MTV OMG
- Country: United Kingdom
- Broadcast area: United Kingdom and Ireland
- Network: MTV (UK & Ireland)
- Headquarters: London, England

Programming
- Language: English
- Picture format: 1080i HDTV (downscaled to 576i for the SDTV feed)

Ownership
- Owner: Paramount Networks UK & Australia
- Sister channels: MTV; MTV Base; MTV Classic; MTV Hits; MTV Music; MTV Rocks;

History
- Launched: 1 March 2018; 8 years ago
- Closed: 20 July 2020; 6 years ago

Links
- Website: mtv.co.uk/mtv-omg

= MTV OMG =

British pay television music channel

MTV OMG was a British pay television music channel operated by Paramount Networks UK & Australia. It launched on 1 March 2018, replacing free-to-air sister music channel Viva. The audience profile on Sky Media showed that the channel had a 60/40 viewer bias in favor of women. The channel aired its own weekly OMG Top 20 charts, which were chosen by the channel.

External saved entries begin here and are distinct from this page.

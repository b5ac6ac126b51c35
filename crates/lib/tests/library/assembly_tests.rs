//! Tests for writing synthesized output and diffing against it.

use tempfile::TempDir;

use apistack_lib::assembly::{AssemblyStore, compute_diff};
use apistack_lib::construct::App;
use apistack_lib::declaration::{ApiStack, ApiStackOptions};
use apistack_lib::util::hash::Hashable;

use super::common::{STACK, declared_app};

#[test]
fn written_assembly_round_trips() {
  let temp = TempDir::new().unwrap();
  let (app, _) = declared_app(true);
  let assembly = app.synth().unwrap();

  let store = AssemblyStore::new(temp.path());
  store.write(&assembly).unwrap();

  let loaded = store.load().unwrap().expect("assembly should exist");
  assert_eq!(loaded, assembly);

  let artifact = &loaded.manifest.artifacts[STACK];
  assert_eq!(artifact.template_hash, loaded.templates[STACK].compute_hash().unwrap());
}

#[test]
fn resynthesis_is_a_no_op_diff() {
  let temp = TempDir::new().unwrap();
  let store = AssemblyStore::new(temp.path());

  let (app, _) = declared_app(true);
  store.write(&app.synth().unwrap()).unwrap();

  let (app, _) = declared_app(true);
  let desired = app.synth().unwrap();
  let current = store.load_template(STACK).unwrap();
  let diff = compute_diff(&desired.templates[STACK], current.as_ref());
  assert!(diff.is_empty(), "unexpected changes: {diff:?}");
}

#[test]
fn dropping_the_store_removes_its_resources() {
  let (with_store, _) = declared_app(true);
  let (without_store, _) = declared_app(false);
  let current = with_store.synth().unwrap();
  let desired = without_store.synth().unwrap();

  let diff = compute_diff(&desired.templates[STACK], current.template(STACK));

  assert!(diff.resources_to_add.is_empty());
  let removed: Vec<&str> = diff.resources_to_remove.iter().map(|c| c.type_name.as_str()).collect();
  assert!(removed.contains(&"AWS::S3::Bucket"));
  assert!(removed.contains(&"Custom::S3AutoDeleteObjects"));
  assert!(removed.contains(&"AWS::IAM::Policy"));
  assert_eq!(
    removed.iter().filter(|t| **t == "AWS::ApiGatewayV2::Route").count(),
    1
  );

  // The function loses BUCKET_NAME and its policy dependency.
  assert_eq!(diff.resources_to_update.len(), 1);
  assert_eq!(diff.resources_to_update[0].type_name, "AWS::Lambda::Function");
  assert_eq!(diff.outputs_removed, vec!["itemsBucketName"]);
}

#[test]
fn manifest_lists_every_stack() {
  let mut app = App::new();
  ApiStack::construct(&mut app, "Primary", &ApiStackOptions::default()).unwrap();
  ApiStack::construct(
    &mut app,
    "Minimal",
    &ApiStackOptions {
      with_store: false,
      env: None,
    },
  )
  .unwrap();

  let assembly = app.synth().unwrap();
  let names: Vec<&str> = assembly.manifest.artifacts.keys().map(String::as_str).collect();
  assert_eq!(names, vec!["Minimal", "Primary"]);
  assert_eq!(assembly.manifest.artifacts["Minimal"].template_file, "Minimal.template.json");
}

The channel closed on 20 July 2020.

==History==
The network launched on 1 March 2018, one month after Viva's discontinuation, with a love song-focused video playlist branded as MTV Love airing throughout February. From 2018 until 2020, MTV OMG was temporarily renamed MTV Pride to coincide with Pride in London, which celebrates the LGBT+ community. Before 2018, this temporary renaming was carried out on its sister channel MTV Classic.

===Closure===
This channel, along with its sister channels Club MTV and MTV Rocks, was closed permanently on 20 July 2020, folding the channel space that had been established by TMF in October 2002. The last music video played on the channel was "Thank You for the Music" by ABBA.